[Data entries]
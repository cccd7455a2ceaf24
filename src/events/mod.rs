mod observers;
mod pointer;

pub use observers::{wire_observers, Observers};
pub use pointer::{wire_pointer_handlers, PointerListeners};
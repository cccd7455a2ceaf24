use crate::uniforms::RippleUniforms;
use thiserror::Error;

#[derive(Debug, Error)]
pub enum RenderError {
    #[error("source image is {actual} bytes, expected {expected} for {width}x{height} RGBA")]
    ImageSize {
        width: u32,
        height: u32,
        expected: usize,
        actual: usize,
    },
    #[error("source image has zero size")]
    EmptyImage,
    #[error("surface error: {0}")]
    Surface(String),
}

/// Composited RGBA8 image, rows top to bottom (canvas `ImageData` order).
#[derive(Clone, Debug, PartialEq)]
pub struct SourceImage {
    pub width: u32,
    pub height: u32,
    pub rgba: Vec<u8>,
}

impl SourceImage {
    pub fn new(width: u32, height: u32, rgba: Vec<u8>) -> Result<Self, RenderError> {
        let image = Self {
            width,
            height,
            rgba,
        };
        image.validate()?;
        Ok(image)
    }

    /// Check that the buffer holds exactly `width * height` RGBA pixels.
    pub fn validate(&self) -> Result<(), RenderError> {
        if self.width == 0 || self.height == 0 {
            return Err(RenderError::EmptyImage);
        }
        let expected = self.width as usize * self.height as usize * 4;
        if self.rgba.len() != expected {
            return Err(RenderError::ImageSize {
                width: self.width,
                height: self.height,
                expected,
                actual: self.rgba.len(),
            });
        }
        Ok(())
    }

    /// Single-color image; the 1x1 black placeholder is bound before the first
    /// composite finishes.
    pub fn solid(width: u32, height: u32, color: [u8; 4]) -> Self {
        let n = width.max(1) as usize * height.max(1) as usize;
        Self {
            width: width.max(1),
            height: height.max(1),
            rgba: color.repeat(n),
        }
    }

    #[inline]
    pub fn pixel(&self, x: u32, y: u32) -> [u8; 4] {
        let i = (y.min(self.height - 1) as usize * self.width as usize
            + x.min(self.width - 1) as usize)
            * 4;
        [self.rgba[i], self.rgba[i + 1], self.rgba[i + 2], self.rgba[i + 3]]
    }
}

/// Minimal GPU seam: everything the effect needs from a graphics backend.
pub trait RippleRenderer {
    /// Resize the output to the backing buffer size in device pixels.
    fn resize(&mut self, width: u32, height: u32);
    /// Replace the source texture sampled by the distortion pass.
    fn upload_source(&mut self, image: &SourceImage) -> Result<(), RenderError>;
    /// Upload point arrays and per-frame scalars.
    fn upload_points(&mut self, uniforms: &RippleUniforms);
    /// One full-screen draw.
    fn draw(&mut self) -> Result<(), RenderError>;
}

---

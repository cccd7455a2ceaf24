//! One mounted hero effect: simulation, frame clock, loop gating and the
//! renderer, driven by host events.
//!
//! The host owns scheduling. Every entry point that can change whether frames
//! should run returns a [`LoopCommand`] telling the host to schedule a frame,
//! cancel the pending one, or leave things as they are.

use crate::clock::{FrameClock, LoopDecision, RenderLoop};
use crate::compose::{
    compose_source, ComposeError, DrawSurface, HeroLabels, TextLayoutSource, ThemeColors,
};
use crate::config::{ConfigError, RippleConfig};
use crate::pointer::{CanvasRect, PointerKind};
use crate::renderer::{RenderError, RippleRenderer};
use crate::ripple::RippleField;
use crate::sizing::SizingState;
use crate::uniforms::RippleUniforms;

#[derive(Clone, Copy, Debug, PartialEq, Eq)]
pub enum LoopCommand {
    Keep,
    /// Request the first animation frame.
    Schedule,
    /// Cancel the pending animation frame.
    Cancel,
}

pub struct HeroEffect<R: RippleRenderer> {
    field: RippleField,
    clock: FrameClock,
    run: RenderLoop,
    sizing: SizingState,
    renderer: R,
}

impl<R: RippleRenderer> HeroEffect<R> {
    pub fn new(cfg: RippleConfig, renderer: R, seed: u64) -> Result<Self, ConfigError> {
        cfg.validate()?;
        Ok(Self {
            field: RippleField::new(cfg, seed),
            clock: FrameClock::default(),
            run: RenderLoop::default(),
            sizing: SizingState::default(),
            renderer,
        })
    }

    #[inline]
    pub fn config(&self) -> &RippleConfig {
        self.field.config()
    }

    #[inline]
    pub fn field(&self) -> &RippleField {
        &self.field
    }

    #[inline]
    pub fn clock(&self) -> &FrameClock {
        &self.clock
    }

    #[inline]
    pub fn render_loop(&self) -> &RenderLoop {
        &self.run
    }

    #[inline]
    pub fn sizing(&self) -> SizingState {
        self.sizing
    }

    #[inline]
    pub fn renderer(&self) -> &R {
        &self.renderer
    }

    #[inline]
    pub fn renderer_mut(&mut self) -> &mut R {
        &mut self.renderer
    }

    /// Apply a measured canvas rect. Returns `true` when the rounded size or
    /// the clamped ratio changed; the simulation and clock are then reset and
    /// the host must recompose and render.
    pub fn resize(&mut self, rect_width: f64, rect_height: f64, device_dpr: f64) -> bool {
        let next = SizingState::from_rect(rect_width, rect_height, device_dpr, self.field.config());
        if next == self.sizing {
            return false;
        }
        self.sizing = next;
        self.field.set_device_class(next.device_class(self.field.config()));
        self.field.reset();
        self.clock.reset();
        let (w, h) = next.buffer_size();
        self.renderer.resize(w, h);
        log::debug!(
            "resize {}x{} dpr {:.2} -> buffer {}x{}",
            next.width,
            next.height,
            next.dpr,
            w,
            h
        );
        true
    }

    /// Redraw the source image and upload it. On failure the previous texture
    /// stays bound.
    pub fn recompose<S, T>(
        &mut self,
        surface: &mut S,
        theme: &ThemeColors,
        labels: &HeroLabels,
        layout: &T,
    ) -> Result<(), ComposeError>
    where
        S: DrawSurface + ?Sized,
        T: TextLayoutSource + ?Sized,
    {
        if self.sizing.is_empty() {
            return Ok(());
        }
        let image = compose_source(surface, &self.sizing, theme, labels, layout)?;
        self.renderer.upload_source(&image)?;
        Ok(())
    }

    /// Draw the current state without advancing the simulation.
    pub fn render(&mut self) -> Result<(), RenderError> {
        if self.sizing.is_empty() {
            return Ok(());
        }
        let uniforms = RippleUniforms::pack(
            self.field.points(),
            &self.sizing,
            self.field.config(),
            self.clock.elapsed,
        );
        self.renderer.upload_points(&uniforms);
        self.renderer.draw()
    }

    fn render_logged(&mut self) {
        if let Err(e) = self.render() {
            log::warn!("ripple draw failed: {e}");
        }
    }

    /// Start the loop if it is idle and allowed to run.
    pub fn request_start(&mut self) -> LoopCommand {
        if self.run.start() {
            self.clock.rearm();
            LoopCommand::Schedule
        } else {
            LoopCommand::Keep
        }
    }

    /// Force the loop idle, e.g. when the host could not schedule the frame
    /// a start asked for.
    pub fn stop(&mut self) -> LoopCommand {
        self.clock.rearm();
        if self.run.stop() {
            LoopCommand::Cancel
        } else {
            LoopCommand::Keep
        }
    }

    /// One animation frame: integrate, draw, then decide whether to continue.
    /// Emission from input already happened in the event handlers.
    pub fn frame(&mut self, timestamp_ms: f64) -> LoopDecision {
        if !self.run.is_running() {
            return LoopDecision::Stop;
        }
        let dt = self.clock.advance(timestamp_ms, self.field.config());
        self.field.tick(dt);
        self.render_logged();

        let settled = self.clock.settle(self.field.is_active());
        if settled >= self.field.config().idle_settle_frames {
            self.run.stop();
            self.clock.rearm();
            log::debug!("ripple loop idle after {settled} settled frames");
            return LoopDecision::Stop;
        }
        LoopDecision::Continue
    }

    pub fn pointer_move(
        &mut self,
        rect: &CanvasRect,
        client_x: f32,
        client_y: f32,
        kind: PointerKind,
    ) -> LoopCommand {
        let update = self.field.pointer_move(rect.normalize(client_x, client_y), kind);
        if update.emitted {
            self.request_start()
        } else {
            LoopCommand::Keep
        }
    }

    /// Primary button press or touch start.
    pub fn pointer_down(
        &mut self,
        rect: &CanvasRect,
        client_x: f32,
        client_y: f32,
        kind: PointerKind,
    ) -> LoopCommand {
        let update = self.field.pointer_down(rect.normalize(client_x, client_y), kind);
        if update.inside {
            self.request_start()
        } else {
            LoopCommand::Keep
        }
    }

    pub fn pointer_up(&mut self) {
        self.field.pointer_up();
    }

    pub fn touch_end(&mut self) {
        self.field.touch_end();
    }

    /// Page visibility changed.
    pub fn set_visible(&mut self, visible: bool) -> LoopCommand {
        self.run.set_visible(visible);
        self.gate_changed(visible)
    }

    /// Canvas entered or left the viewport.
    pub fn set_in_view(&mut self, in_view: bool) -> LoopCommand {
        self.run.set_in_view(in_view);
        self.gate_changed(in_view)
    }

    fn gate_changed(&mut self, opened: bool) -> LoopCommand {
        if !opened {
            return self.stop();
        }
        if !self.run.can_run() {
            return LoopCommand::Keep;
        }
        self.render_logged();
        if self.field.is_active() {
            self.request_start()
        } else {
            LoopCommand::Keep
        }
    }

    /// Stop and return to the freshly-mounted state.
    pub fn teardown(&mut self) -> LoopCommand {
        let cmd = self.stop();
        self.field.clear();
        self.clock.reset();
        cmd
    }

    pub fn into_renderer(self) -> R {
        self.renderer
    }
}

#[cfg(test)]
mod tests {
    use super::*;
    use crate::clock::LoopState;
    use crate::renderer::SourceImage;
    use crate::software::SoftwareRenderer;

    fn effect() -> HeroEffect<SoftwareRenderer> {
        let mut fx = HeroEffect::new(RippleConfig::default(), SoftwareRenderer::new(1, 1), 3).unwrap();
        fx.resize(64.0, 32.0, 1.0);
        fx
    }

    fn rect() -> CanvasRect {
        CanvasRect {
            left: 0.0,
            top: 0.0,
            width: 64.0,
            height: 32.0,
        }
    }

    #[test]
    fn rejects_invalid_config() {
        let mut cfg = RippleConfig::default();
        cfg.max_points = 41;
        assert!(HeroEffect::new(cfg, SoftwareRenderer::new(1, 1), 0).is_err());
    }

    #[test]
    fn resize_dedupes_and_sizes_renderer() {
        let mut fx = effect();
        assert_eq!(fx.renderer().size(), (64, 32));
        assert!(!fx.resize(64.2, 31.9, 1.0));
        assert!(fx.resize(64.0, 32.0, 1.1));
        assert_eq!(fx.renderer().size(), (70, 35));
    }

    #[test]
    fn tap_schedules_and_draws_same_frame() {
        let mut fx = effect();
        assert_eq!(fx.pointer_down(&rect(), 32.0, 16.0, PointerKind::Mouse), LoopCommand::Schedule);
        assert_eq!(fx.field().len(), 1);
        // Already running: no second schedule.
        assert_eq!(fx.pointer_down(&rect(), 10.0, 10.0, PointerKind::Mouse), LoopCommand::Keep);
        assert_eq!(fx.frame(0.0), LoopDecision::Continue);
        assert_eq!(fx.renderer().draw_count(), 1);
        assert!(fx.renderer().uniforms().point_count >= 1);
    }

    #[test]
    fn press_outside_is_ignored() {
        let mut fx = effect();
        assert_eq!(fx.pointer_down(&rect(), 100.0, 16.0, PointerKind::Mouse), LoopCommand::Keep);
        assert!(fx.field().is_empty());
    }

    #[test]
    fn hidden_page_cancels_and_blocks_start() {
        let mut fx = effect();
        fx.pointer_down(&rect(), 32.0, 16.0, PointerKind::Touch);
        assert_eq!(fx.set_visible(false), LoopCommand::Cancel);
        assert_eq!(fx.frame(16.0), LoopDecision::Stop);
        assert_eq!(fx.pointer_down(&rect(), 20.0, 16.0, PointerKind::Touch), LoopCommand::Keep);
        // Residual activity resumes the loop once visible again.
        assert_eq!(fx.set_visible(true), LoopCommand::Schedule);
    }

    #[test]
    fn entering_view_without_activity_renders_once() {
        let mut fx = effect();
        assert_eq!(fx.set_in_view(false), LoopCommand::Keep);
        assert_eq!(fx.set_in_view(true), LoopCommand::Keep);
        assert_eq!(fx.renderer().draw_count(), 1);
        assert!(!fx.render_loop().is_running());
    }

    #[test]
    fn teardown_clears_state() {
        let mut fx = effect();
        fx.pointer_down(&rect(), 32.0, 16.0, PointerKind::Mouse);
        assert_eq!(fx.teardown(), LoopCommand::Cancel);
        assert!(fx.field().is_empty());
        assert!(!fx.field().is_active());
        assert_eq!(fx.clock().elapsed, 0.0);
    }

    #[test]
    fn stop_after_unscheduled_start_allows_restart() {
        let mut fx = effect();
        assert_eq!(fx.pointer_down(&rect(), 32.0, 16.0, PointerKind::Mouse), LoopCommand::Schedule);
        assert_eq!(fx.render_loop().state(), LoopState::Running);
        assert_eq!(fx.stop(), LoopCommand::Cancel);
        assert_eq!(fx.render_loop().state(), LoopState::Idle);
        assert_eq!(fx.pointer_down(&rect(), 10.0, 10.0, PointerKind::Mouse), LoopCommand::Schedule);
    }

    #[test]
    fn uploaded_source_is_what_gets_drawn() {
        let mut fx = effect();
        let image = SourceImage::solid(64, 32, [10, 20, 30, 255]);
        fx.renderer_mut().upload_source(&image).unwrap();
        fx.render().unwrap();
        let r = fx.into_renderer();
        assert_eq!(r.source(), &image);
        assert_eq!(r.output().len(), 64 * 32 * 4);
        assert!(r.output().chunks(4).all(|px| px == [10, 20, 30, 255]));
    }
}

==

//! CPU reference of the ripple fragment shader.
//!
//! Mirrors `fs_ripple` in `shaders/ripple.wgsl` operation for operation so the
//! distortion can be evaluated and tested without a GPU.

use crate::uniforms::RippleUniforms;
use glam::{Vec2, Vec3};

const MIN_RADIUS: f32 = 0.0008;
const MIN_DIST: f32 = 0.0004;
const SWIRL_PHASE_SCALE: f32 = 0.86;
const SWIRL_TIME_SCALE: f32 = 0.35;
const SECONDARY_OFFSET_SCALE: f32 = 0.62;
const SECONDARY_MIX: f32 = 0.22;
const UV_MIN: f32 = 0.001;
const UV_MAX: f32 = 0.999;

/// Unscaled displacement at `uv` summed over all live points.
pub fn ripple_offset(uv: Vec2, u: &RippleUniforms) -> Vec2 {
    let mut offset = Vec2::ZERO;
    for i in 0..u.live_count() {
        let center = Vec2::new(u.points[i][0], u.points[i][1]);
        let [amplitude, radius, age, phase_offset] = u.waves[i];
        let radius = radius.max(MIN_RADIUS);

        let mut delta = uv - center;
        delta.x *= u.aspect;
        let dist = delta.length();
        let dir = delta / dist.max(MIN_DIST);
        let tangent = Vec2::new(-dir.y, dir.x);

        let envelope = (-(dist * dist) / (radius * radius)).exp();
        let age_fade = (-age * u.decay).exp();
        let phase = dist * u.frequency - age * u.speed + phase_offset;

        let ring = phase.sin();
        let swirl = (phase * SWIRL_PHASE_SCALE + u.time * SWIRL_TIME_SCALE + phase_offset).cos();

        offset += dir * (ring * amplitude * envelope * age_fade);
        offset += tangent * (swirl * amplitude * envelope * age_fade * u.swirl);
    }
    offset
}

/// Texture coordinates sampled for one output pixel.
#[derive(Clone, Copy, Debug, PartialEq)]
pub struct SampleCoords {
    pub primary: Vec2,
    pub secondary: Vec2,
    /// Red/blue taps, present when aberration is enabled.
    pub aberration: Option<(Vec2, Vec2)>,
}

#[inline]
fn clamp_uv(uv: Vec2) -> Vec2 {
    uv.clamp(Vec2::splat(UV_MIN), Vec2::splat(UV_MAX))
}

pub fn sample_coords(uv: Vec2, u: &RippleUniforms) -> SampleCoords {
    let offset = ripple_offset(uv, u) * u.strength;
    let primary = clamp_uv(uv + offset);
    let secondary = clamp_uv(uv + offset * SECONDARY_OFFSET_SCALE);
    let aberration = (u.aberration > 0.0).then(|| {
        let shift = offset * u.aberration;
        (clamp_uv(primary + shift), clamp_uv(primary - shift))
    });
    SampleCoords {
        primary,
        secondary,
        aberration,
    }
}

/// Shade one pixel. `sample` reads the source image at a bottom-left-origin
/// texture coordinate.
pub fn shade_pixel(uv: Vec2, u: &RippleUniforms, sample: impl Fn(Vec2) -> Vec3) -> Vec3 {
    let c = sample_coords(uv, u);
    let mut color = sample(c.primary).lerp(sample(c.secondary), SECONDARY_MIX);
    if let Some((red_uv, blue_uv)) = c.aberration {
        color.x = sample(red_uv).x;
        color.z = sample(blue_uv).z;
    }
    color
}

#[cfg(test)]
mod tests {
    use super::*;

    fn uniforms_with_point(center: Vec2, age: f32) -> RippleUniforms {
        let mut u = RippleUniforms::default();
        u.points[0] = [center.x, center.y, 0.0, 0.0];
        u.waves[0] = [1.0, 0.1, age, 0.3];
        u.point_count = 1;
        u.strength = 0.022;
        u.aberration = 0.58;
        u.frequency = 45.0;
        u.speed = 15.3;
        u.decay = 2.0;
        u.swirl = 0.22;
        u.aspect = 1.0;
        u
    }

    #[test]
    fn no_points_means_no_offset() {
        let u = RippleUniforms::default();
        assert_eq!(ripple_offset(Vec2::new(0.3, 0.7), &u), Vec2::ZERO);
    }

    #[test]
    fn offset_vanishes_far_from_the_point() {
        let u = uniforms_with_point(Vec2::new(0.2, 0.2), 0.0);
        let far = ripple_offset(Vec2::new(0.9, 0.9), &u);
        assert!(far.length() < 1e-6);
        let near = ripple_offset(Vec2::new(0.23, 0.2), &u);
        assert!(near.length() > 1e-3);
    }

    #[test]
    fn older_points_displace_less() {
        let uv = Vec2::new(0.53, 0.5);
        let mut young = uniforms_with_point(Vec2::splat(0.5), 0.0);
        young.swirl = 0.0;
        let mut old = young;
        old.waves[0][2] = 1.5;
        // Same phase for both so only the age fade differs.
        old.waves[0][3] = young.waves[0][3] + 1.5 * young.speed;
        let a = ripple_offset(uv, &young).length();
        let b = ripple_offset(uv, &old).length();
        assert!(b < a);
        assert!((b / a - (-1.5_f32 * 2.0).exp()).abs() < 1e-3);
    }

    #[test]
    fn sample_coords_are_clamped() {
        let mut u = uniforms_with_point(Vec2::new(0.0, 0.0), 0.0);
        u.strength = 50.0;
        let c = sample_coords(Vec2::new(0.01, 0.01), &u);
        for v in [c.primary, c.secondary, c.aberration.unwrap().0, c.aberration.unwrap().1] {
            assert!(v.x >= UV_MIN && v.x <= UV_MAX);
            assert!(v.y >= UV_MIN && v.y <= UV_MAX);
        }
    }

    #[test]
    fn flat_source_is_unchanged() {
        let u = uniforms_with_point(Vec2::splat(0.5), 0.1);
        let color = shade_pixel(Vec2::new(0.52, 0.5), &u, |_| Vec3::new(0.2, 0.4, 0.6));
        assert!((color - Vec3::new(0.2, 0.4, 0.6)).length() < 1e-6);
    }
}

• **Instructions to follow**
In the entries above, find the line with "operation so the" and the line with "const MIN_DIST: f32 = 0.0004;", then restate word for word both of them and every line between, with nothing more.

• **Task output**
//! Mirrors `fs_ripple` in `shaders/ripple.wgsl` operation for operation so the
//! distortion can be evaluated and tested without a GPU.

use crate::uniforms::RippleUniforms;
use glam::{Vec2, Vec3};

const MIN_RADIUS: f32 = 0.0008;
const MIN_DIST: f32 = 0.0004;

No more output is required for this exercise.